Let $S=\{1,...,n\}$, and let $k\leqslant n$ be some chosen number. Let $S_i\subseteq S$ be an arbitrary subset for each $i\in S$ with $|S_i|=k$, and let $f:S\times\{1,...,k\}\to S$ be a function which is injective on its second input (i.e., $f$ assigns to each element of $S$ exactly $k$ distinct elements in $S$). For which values of $k$ does there exist a nontrivial lower bound on the size of the set
$$T=\bigcap_{i\leqslant n} \bigcup_{j\leqslant k}S_{f(i,j)}?$$
By distributing, it's easy to see that the problem is equivalent to finding which values of $k$ guarantee the existence of a function $g:S\to\{1,...,k\}$ such that $\bigcap_{i\leqslant n} S_{f(i,g(i))}\neq\emptyset$.
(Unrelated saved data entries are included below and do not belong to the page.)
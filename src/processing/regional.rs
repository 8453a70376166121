//! Regional Aggregator
//!
//! Rolls the scored well records up to one row per `(region, anchor date)` for
//! each requested statistic kind, then re-ranks the aggregated percentile
//! columns within each kind.
//!
//! Aggregated percentiles pile up around 0.5 because extremes cancel across
//! wells. The `_corrected` columns spread them back out by ranking each row's
//! value against every other row of the same kind.

use chrono::NaiveDate;
use std::collections::BTreeMap;

use super::percentile::{average_rank_pct, quantile_sorted};
use crate::types::{RegionalStat, SemesterField, SemesterRecord, StatKind};

const FIELD_COUNT: usize = SemesterField::ALL.len();

/// Records sharing a region and anchor date.
struct RegionGroup<'a> {
    records: Vec<&'a SemesterRecord>,
    /// Ascending finite values, one vector per `SemesterField::ALL` entry.
    sorted: [Vec<f64>; FIELD_COUNT],
}

impl<'a> RegionGroup<'a> {
    fn new(records: Vec<&'a SemesterRecord>) -> Self {
        let sorted = SemesterField::ALL.map(|field| {
            let mut values: Vec<f64> = records
                .iter()
                .filter_map(|r| r.get(field))
                .filter(|v| v.is_finite())
                .collect();
            values.sort_by(f64::total_cmp);
            values
        });
        Self { records, sorted }
    }

    fn quantiles(&self, q: f64) -> [Option<f64>; FIELD_COUNT] {
        std::array::from_fn(|i| quantile_sorted(&self.sorted[i], q))
    }
}

/// Aggregate well records into regional statistic rows.
///
/// Rows come out sorted by `(stat, region_label, anchor_date)`. Duplicate
/// entries in `stat_kinds` are ignored.
pub fn aggregate_regions(records: &[SemesterRecord], stat_kinds: &[StatKind]) -> Vec<RegionalStat> {
    let mut kinds = stat_kinds.to_vec();
    kinds.sort();
    kinds.dedup();

    let mut grouped: BTreeMap<(&str, NaiveDate), Vec<&SemesterRecord>> = BTreeMap::new();
    for r in records {
        grouped
            .entry((r.region_label.as_str(), r.anchor_date))
            .or_default()
            .push(r);
    }
    let groups: Vec<((&str, NaiveDate), RegionGroup<'_>)> = grouped
        .into_iter()
        .map(|(key, members)| (key, RegionGroup::new(members)))
        .collect();

    let mut rows = Vec::with_capacity(groups.len() * kinds.len());
    for &kind in &kinds {
        let first_row = rows.len();

        for ((region, anchor_date), group) in &groups {
            let Some(first) = group.records.first() else {
                continue;
            };
            let [elevation, gw_change, half_gw_change, cum_gw_change, pctl_gw_change, pctl_cum_gw_change, pctl_elevation] =
                group.quantiles(kind.quantile());

            rows.push(RegionalStat {
                stat: kind,
                region_label: (*region).to_string(),
                anchor_date: *anchor_date,
                year: first.year,
                semester: first.semester,
                elevation,
                gw_change,
                half_gw_change,
                cum_gw_change,
                pctl_gw_change,
                pctl_cum_gw_change,
                pctl_elevation,
                reporting_count: group.records.len(),
                pctl_gw_change_corrected: None,
                pctl_cum_gw_change_corrected: None,
            });
        }

        correct_percentiles(&mut rows[first_row..]);
    }

    rows
}

/// Re-rank the aggregated percentile columns among rows of one stat kind.
fn correct_percentiles(rows: &mut [RegionalStat]) {
    let change: Vec<Option<f64>> = rows.iter().map(|r| r.pctl_gw_change).collect();
    let cumulative: Vec<Option<f64>> = rows.iter().map(|r| r.pctl_cum_gw_change).collect();

    let change = average_rank_pct(&change);
    let cumulative = average_rank_pct(&cumulative);

    for ((row, c), cum) in rows.iter_mut().zip(change).zip(cumulative) {
        row.pctl_gw_change_corrected = c;
        row.pctl_cum_gw_change_corrected = cum;
    }
}
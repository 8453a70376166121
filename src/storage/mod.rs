//! Tabular Storage
//!
//! CSV in, CSV and JSON out:
//! - `readings`: reading-table loader with configurable column names and an
//!   optional station-attribute join that supplies region labels
//! - `outputs`: writers for the well-level and regional artifacts and the
//!   run summary

pub mod readings;
pub mod outputs;

pub use readings::{load_readings, load_stations, LoadReport, StationTable};
pub use outputs::{write_regional, write_summary, write_wells};

use std::path::PathBuf;
use thiserror::Error;

/// Errors raised while reading inputs or writing artifacts.
#[derive(Error, Debug)]
pub enum StorageError {
    /// A configured column is absent from the file header.
    #[error("Column '{column}' not found in {}", path.display())]
    MissingColumn { column: String, path: PathBuf },

    #[error("CSV error: {0}")]
    Csv(#[from] csv::Error),

    #[error("I/O error on {}: {source}", path.display())]
    Io {
        path: PathBuf,
        #[source]
        source: std::io::Error,
    },

    #[error("JSON error: {0}")]
    Json(#[from] serde_json::Error),
}
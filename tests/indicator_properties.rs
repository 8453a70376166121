//! Indicator Property Tests
//!
//! Invariants that must hold for any input, checked over a deterministic
//! family of irregular synthetic wells: gaps, outliers, out-of-bound
//! readings and wells too sparse to score.

use chrono::NaiveDate;
use gw_drought::config::DroughtConfig;
use gw_drought::processing::percentile::average_rank_pct;
use gw_drought::processing::{aggregate_regions, aggregate_semesters, compute_change_series};
use gw_drought::types::{FilteredReading, Semester, SemesterRecord};
use gw_drought::{DroughtPipeline, Reading, StatKind};

fn date(y: i32, m: u32, d: u32) -> NaiveDate {
    NaiveDate::from_ymd_opt(y, m, d).unwrap()
}

/// Small deterministic linear congruential sequence in `[0, 1)`.
struct Lcg(u64);

impl Lcg {
    fn next(&mut self) -> f64 {
        self.0 = self.0.wrapping_mul(6_364_136_223_846_793_005).wrapping_add(1_442_695_040_888_963_407);
        (self.0 >> 11) as f64 / (1u64 << 53) as f64
    }
}

/// Readings for `wells` wells across four regions, 1995-2014, with random
/// gaps, occasional spikes and occasional out-of-bound depths.
fn irregular_readings(seed: u64, wells: usize) -> Vec<Reading> {
    let mut rng = Lcg(seed);
    let regions = ["North", "South", "East", "West"];
    let mut readings = Vec::new();

    for w in 0..wells {
        let station = format!("W{w}");
        let region = regions[w % regions.len()];
        let mut depth = 40.0 + 60.0 * rng.next();
        // every fifth well is sparse
        let keep_prob = if w % 5 == 4 { 0.1 } else { 0.9 };

        for year in 1995..=2014 {
            for month in [1, 4, 7, 10] {
                if rng.next() > keep_prob {
                    continue;
                }
                depth += 4.0 * (rng.next() - 0.5);
                let roll = rng.next();
                let value = if roll < 0.03 {
                    Some(depth + 80.0) // spike, beyond the change bound
                } else if roll < 0.05 {
                    Some(350.0) // beyond the raw-value bound
                } else if roll < 0.07 {
                    None
                } else {
                    Some(depth)
                };
                readings.push(Reading::new(&station, region, date(year, month, 15), value));
            }
        }
    }
    readings
}

fn config() -> DroughtConfig {
    let mut config = DroughtConfig::default();
    config.baseline.start_year = 1995;
    config.baseline.end_year = 2009;
    config.filter.initial_date = date(1995, 1, 1);
    config.filter.end_date = Some(date(2014, 12, 31));
    config.change.min_coverage_fraction = 0.5;
    config
}

fn records_by_well(records: &[SemesterRecord]) -> Vec<Vec<&SemesterRecord>> {
    let mut wells: Vec<Vec<&SemesterRecord>> = Vec::new();
    for r in records {
        match wells.last_mut() {
            Some(current)
                if current[0].station_id == r.station_id && current[0].region_label == r.region_label =>
            {
                current.push(r)
            }
            _ => wells.push(vec![r]),
        }
    }
    wells
}

#[test]
fn cumulative_missing_once_any_change_is_missing() {
    for seed in 1..=5 {
        let output = DroughtPipeline::new(config()).run(&irregular_readings(seed, 20)).unwrap();
        for well in records_by_well(&output.wells) {
            let started = well.iter().position(|r| r.cum_gw_change.is_some());
            let Some(start) = started else { continue };
            let mut broken = false;
            for r in &well[start..] {
                if r.gw_change.is_none() {
                    broken = true;
                }
                if broken {
                    assert!(r.cum_gw_change.is_none(), "cumulative resumed at {} {}", r.station_id, r.anchor_date);
                }
            }
        }
    }
}

#[test]
fn percentiles_stay_in_unit_interval() {
    for seed in 1..=5 {
        let output = DroughtPipeline::new(config()).run(&irregular_readings(seed, 20)).unwrap();
        let well_values = output.wells.iter().flat_map(|r| {
            [r.pctl_gw_change, r.pctl_cum_gw_change, r.pctl_elevation]
        });
        let regional_values = output.regional.iter().flat_map(|r| {
            [
                r.pctl_gw_change,
                r.pctl_cum_gw_change,
                r.pctl_elevation,
                r.pctl_gw_change_corrected,
                r.pctl_cum_gw_change_corrected,
            ]
        });
        for v in well_values.chain(regional_values).flatten() {
            assert!((0.0..=1.0).contains(&v), "percentile {v} outside [0, 1]");
        }
    }
}

#[test]
fn out_of_bound_readings_never_reach_a_record() {
    // A semester holding only an out-of-bound reading must produce no record
    let readings = vec![
        Reading::new("W1", "North", date(2000, 2, 1), Some(10.0)),
        Reading::new("W1", "North", date(2000, 8, 1), Some(301.0)),
        Reading::new("W1", "North", date(2001, 2, 1), Some(11.0)),
    ];
    let mut config = config();
    config.change.min_coverage_fraction = 0.0;
    let output = DroughtPipeline::new(config).run(&readings).unwrap();

    assert_eq!(output.summary.filter.above_bound, 1);
    assert!(output.wells.iter().all(|r| r.semester == Semester::First));
    assert!(output
        .wells
        .iter()
        .filter_map(|r| r.elevation)
        .all(|e| e >= -300.0));
}

#[test]
fn sparse_wells_produce_no_records() {
    let readings = irregular_readings(7, 20);
    let output = DroughtPipeline::new(config()).run(&readings).unwrap();
    assert!(output.summary.wells_excluded > 0);
    assert_eq!(
        output.summary.wells_scored + output.summary.wells_excluded,
        output.summary.wells_total
    );

    // Every emitted well clears the gate: > 0.5 x 2 x 20 valid elevations
    for well in records_by_well(&output.wells) {
        let valid = well.iter().filter(|r| r.elevation.is_some()).count();
        assert!(valid > 20, "{} has only {valid} valid elevations", well[0].station_id);
    }
}

#[test]
fn clamped_outliers_leave_elevation_missing() {
    let readings: Vec<FilteredReading> = [10.0, 10.0, 10.0, 100.0, 100.0, 100.0, 100.0, 100.0]
        .iter()
        .enumerate()
        .map(|(i, &e)| FilteredReading {
            station_id: "W2".to_string(),
            region_label: "North".to_string(),
            date: date(2000 + (i / 2) as i32, if i % 2 == 0 { 2 } else { 8 }, 1),
            elevation: e,
        })
        .collect();
    let mut records = aggregate_semesters(&readings);
    compute_change_series(&mut records, 30.0);

    assert_eq!(records[3].gw_change, None);
    assert_eq!(records[3].elevation, None);
    assert!(records[3..].iter().all(|r| r.cum_gw_change.is_none()));
}

#[test]
fn rank_correction_is_monotonic_and_spreads() {
    let output = DroughtPipeline::new(config()).run(&irregular_readings(11, 40)).unwrap();
    let medians: Vec<_> = output
        .regional
        .iter()
        .filter(|r| r.stat == StatKind::Median)
        .collect();
    assert!(medians.len() >= 10);

    // order preserving: a strictly larger input never ranks lower
    for a in &medians {
        for b in &medians {
            if let (Some(x), Some(y), Some(cx), Some(cy)) = (
                a.pctl_gw_change,
                b.pctl_gw_change,
                a.pctl_gw_change_corrected,
                b.pctl_gw_change_corrected,
            ) {
                if x < y {
                    assert!(cx < cy);
                }
            }
        }
    }

    // closer to uniform: more of the ten deciles are populated
    let deciles = |values: &mut dyn Iterator<Item = f64>| {
        let mut hit = [false; 10];
        for v in values {
            hit[((v * 10.0) as usize).min(9)] = true;
        }
        hit.iter().filter(|h| **h).count()
    };
    let raw = deciles(&mut medians.iter().filter_map(|r| r.pctl_gw_change));
    let corrected = deciles(&mut medians.iter().filter_map(|r| r.pctl_gw_change_corrected));
    assert!(corrected >= raw, "corrected spans {corrected} deciles, raw {raw}");
    assert!(corrected >= 8);
}

#[test]
fn flat_well_scores_half_not_extreme() {
    let readings: Vec<Reading> = (2000..2004)
        .flat_map(|y| {
            [
                Reading::new("W1", "North", date(y, 3, 1), Some(10.0)),
                Reading::new("W1", "North", date(y, 9, 1), Some(10.0)),
            ]
        })
        .collect();
    let mut config = config();
    config.baseline.start_year = 2000;
    config.baseline.end_year = 2003;
    config.filter.initial_date = date(2000, 1, 1);
    config.filter.end_date = Some(date(2003, 12, 31));

    let output = DroughtPipeline::new(config).run(&readings).unwrap();
    assert_eq!(output.wells.len(), 8);
    for r in &output.wells[2..] {
        assert_eq!(r.gw_change, Some(0.0));
        assert_eq!(r.cum_gw_change, Some(0.0));
        assert_eq!(r.pctl_gw_change, Some(0.5));
    }
}

#[test]
fn corrected_ranks_match_direct_ranking() {
    let records: Vec<SemesterRecord> = (0..12)
        .map(|i| {
            let mut r = SemesterRecord::new(
                "W1",
                "North",
                2000 + i,
                Semester::Second,
                date(2000 + i, 9, 30),
                Some(0.0),
            );
            r.pctl_cum_gw_change = Some(0.4 + 0.02 * f64::from(i % 5));
            r
        })
        .collect();
    let rows = aggregate_regions(&records, &[StatKind::P25]);
    let expected = average_rank_pct(&rows.iter().map(|r| r.pctl_cum_gw_change).collect::<Vec<_>>());
    let actual: Vec<_> = rows.iter().map(|r| r.pctl_cum_gw_change_corrected).collect();
    assert_eq!(actual, expected);
}
//! gw-drought - Groundwater Drought Indicator Engine
//!
//! Batch recompute of well-level and regional groundwater drought
//! percentiles from a periodic measurement table.
//!
//! # Usage
//!
//! ```bash
//! # Full run with region labels already in the measurement table
//! gw-drought run --readings measurements.csv
//!
//! # Region labels from a separate station table, joined on site_code
//! gw-drought run --readings measurements.csv --stations stations.csv
//!
//! # Median only, two regions, run summary as JSON
//! gw-drought run --readings m.csv --stat median \
//!     --regions "Sacramento River,San Joaquin River" --summary summary.json
//!
//! # Write the default configuration for editing
//! gw-drought init-config
//! ```
//!
//! # Environment Variables
//!
//! - `GW_DROUGHT_CONFIG`: Path to the TOML configuration (default: ./drought_config.toml)
//! - `GW_DROUGHT_READINGS`: Default measurement table for `run`
//! - `RUST_LOG`: Logging level (default: info)

use anyhow::{bail, Context, Result};
use clap::{Parser, Subcommand, ValueEnum};
use std::path::{Path, PathBuf};
use tracing::{info, warn};

use gw_drought::config::{defaults, DroughtConfig, RegionSubset};
use gw_drought::storage::{self, LoadReport};
use gw_drought::{DroughtPipeline, StatKind};

// ============================================================================
// CLI Arguments
// ============================================================================

#[derive(Parser, Debug)]
#[command(name = "gw-drought")]
#[command(about = "Groundwater drought percentile indicators for wells and regions")]
#[command(version)]
struct CliArgs {
    /// Configuration file (default search: $GW_DROUGHT_CONFIG, ./drought_config.toml)
    #[arg(long, global = true, value_name = "PATH")]
    config: Option<PathBuf>,

    /// Log output format
    #[arg(long, global = true, value_enum, default_value_t = LogFormat::Text)]
    log_format: LogFormat,

    #[command(subcommand)]
    command: SubCommand,
}

#[derive(ValueEnum, Clone, Copy, Debug, PartialEq, Eq)]
enum LogFormat {
    Text,
    Json,
}

#[derive(Subcommand, Debug)]
enum SubCommand {
    /// Compute well and regional indicators and write both CSV artifacts
    Run {
        /// Measurement table (CSV)
        #[arg(long, env = "GW_DROUGHT_READINGS")]
        readings: PathBuf,

        /// Station table supplying region labels, joined on input.station_join_column
        #[arg(long)]
        stations: Option<PathBuf>,

        /// Override output.directory
        #[arg(long)]
        output_dir: Option<PathBuf>,

        /// Compute a single statistic instead of the configured set (median, p25, p75)
        #[arg(long)]
        stat: Option<StatKind>,

        /// Comma-separated region labels, overriding filter.region_subset
        #[arg(long, value_delimiter = ',')]
        regions: Vec<String>,

        /// Write the run summary as JSON to this path
        #[arg(long, value_name = "PATH")]
        summary: Option<PathBuf>,
    },

    /// Write the built-in default configuration to a TOML file
    InitConfig {
        /// Destination file
        #[arg(long, default_value = defaults::CONFIG_FILE_NAME)]
        path: PathBuf,

        /// Overwrite an existing file
        #[arg(long)]
        force: bool,
    },

    /// Load and validate the configuration, then print the resolved values
    CheckConfig,
}

// ============================================================================
// Main Entry Point
// ============================================================================

fn main() -> Result<()> {
    let args = CliArgs::parse();
    init_logging(args.log_format);

    match args.command {
        SubCommand::Run {
            readings,
            stations,
            output_dir,
            stat,
            regions,
            summary,
        } => {
            let mut config = load_config(args.config.as_deref())?;
            if let Some(dir) = output_dir {
                config.output.directory = dir;
            }
            if let Some(kind) = stat {
                config.regional.stat_kinds = vec![kind];
            }
            if !regions.is_empty() {
                config.filter.region_subset = RegionSubset::Only(regions);
            }
            config.validate().context("Invalid configuration after CLI overrides")?;

            run(&config, &readings, stations.as_deref(), summary.as_deref())
        }
        SubCommand::InitConfig { path, force } => {
            if path.exists() && !force {
                bail!("{} already exists (use --force to overwrite)", path.display());
            }
            DroughtConfig::default()
                .save_to_file(&path)
                .with_context(|| format!("Failed to write {}", path.display()))?;
            Ok(())
        }
        SubCommand::CheckConfig => {
            let config = load_config(args.config.as_deref())?;
            println!("{}", config.to_toml()?);
            info!("Configuration is valid");
            Ok(())
        }
    }
}

fn init_logging(format: LogFormat) {
    let filter = tracing_subscriber::EnvFilter::try_from_default_env()
        .unwrap_or_else(|_| tracing_subscriber::EnvFilter::new("info"));
    let builder = tracing_subscriber::fmt()
        .with_env_filter(filter)
        .with_target(false);
    match format {
        LogFormat::Text => builder.init(),
        LogFormat::Json => builder.json().init(),
    }
}

/// An explicit `--config` must load; otherwise fall back through the search order.
fn load_config(path: Option<&Path>) -> Result<DroughtConfig> {
    match path {
        Some(p) => DroughtConfig::load_from_file(p)
            .with_context(|| format!("Failed to load config {}", p.display())),
        None => Ok(DroughtConfig::load()),
    }
}

fn run(
    config: &DroughtConfig,
    readings_path: &Path,
    stations_path: Option<&Path>,
    summary_path: Option<&Path>,
) -> Result<()> {
    info!("━━━━━━━━━━━━━━━━━━━━━━━━━━━━━━━━━━━━━━━━━━━━━━━━━━━━━━━━━━━━");
    info!("  gw-drought - Groundwater Drought Indicators");
    info!(
        "  Baseline {}-{} | {} to {}",
        config.baseline.start_year,
        config.baseline.end_year,
        config.filter.initial_date,
        config.end_date()
    );
    info!("━━━━━━━━━━━━━━━━━━━━━━━━━━━━━━━━━━━━━━━━━━━━━━━━━━━━━━━━━━━━");

    let stations = stations_path
        .map(|p| {
            storage::load_stations(p, &config.input)
                .with_context(|| format!("Failed to load station table {}", p.display()))
        })
        .transpose()?;

    let (readings, load_report): (_, LoadReport) =
        storage::load_readings(readings_path, &config.input, stations.as_ref())
            .with_context(|| format!("Failed to load readings {}", readings_path.display()))?;

    let output = DroughtPipeline::new(config.clone())
        .run(&readings)
        .context("Indicator run failed")?;

    if output.summary.wells_scored == 0 {
        warn!("No well passed the coverage gate; output files will be empty");
    }

    storage::write_wells(&config.output.wells_path(), &output.wells)?;
    storage::write_regional(&config.output.regional_path(), &output.regional)?;
    if let Some(path) = summary_path {
        storage::write_summary(path, &output.summary, Some(&load_report))?;
    }

    info!(
        wells = output.summary.wells_scored,
        excluded = output.summary.wells_excluded,
        regional_rows = output.summary.regional_rows,
        "Run complete"
    );
    Ok(())
}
Clearly for $k=1$ and $n>1$ this does not hold, and for $k=n$ it always holds. Trying to figure out the other values seems very difficult to me though.
As a related question, do there exist any values of $k<n$ for which we can always bound $|T|\geqslant k$?
We transform this hard formulated problem into an easy graph theory exercise. Fix $n$ and $k$. Given the sequence $\mathcal S=\{S_i\}$ consider the following bipartite graph, whose parts are $S$ and $\mathcal S$ and vertices $x\in S$ and $S_i\in\mathcal S$ are adjacent iff $s\not\in S_i$. Then degree of each $S_i$ is $n-k$ and degree of each vertex $x\in S\setminus T$ is at least $k$. So there are at most $\lfloor n(n-k)/k\rfloor =t’$ such vertices. On the other hand, given disjoint sets $S$ and $S’$ of size $n$ each, select some $\min\{t’,n\}$ vertices in $S$ and on steps from $1$ to $n$ add in total $n-k$ edges to some of them in such a way that temporary degree of each two selected vertices differs by at most one. Since $n-k\le \min\{t’,n\}$ this always can be done. Since $n(n-k)\ge t’k$, finally all selected vertices will have degree at least $k$. Now for each selected vertex $i$ we can choose distinct indices $f(i,1),\dots, f(i,k)$ such that $i\not\in\bigcup_{j\leqslant k}S_{f(i,j)}$, so $i$ will not belong to $T$. Thus the biggest lower bound on the size of the set $T$ is $\max\{n-t’,0\}=\max\{\lceil 2n-n^2/k\rceil,0\}$.